* _Instructions for the task_
Return, from the data that follows, each line that holds the word "StockKeepConfig".

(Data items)
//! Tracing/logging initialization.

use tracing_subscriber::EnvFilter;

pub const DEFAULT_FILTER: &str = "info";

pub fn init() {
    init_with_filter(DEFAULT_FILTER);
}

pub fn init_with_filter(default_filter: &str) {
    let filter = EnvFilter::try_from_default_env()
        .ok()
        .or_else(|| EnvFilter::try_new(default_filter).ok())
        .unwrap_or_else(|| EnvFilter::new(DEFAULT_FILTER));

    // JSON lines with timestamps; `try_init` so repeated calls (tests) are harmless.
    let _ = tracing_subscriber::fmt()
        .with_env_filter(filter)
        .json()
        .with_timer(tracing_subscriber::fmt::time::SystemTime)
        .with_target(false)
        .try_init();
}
==
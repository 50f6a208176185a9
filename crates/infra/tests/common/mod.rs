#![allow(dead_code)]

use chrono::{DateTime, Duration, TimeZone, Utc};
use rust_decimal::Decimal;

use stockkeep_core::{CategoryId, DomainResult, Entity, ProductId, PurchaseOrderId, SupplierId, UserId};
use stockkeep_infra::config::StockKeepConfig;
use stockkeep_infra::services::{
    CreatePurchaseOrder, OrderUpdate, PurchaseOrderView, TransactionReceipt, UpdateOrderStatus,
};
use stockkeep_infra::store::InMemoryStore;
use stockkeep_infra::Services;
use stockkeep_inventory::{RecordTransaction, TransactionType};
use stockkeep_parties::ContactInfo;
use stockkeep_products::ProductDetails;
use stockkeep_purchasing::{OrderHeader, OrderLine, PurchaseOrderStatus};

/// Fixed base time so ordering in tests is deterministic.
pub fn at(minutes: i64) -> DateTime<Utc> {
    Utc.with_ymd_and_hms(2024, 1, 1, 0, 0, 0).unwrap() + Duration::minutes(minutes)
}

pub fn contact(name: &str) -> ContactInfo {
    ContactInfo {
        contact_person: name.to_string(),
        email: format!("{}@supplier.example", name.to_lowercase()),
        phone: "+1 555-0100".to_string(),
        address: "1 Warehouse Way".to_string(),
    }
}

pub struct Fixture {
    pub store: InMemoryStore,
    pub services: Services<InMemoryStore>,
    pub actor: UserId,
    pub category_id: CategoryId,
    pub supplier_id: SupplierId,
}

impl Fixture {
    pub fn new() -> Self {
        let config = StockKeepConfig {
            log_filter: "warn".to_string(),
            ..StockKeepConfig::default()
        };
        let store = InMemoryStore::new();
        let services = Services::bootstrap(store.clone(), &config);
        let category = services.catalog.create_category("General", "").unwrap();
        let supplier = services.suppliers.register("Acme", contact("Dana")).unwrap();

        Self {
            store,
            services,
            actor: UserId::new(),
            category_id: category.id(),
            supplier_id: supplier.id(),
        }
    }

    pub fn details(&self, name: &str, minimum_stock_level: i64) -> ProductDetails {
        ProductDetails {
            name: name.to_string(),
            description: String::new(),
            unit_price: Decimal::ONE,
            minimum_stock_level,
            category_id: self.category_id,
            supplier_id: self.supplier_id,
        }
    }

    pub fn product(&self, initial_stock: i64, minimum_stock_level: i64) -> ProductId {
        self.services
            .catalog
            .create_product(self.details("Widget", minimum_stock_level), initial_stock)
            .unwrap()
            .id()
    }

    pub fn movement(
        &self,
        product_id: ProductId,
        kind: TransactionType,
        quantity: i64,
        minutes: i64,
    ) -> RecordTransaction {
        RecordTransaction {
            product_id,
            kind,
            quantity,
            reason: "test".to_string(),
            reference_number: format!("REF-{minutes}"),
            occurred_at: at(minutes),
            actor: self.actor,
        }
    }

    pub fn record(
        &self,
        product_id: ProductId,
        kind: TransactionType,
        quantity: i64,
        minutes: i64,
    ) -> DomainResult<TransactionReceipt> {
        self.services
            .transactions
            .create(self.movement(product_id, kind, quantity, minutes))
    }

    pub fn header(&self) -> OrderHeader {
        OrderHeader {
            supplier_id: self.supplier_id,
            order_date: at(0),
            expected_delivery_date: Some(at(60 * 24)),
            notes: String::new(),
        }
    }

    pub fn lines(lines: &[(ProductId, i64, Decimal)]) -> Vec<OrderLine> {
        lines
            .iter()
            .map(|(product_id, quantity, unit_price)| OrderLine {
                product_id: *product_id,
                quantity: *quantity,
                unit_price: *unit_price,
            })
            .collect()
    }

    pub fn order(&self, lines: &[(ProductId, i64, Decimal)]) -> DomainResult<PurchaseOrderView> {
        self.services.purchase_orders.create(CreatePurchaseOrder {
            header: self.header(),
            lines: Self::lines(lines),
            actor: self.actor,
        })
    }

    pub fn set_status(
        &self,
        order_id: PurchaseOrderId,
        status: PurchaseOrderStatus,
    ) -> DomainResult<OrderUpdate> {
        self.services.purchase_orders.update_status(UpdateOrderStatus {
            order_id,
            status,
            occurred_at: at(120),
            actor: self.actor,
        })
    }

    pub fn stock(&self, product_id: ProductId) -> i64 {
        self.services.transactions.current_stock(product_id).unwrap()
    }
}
* * *
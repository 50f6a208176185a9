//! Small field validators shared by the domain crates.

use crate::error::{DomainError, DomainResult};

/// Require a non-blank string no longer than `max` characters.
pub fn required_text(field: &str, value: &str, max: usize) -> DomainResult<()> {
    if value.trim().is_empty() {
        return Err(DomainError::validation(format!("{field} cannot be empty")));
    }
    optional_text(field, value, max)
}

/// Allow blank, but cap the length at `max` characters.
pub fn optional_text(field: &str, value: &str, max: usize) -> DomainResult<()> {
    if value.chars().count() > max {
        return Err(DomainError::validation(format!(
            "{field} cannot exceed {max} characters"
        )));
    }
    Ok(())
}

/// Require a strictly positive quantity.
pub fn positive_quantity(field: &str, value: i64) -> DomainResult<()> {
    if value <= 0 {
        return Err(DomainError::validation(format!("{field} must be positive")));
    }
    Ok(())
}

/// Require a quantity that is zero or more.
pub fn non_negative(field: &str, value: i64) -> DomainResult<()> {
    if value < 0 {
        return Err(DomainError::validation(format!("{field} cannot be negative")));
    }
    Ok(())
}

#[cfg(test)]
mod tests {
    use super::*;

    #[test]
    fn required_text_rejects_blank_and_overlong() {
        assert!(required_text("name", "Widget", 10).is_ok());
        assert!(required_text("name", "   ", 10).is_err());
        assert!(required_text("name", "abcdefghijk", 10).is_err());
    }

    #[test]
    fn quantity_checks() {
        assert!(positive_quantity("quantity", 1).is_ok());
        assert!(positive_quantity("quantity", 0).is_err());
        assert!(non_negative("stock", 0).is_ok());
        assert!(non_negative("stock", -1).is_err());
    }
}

* _Task output_
use stockkeep_infra::config::StockKeepConfig;
        let config = StockKeepConfig {
            ..StockKeepConfig::default()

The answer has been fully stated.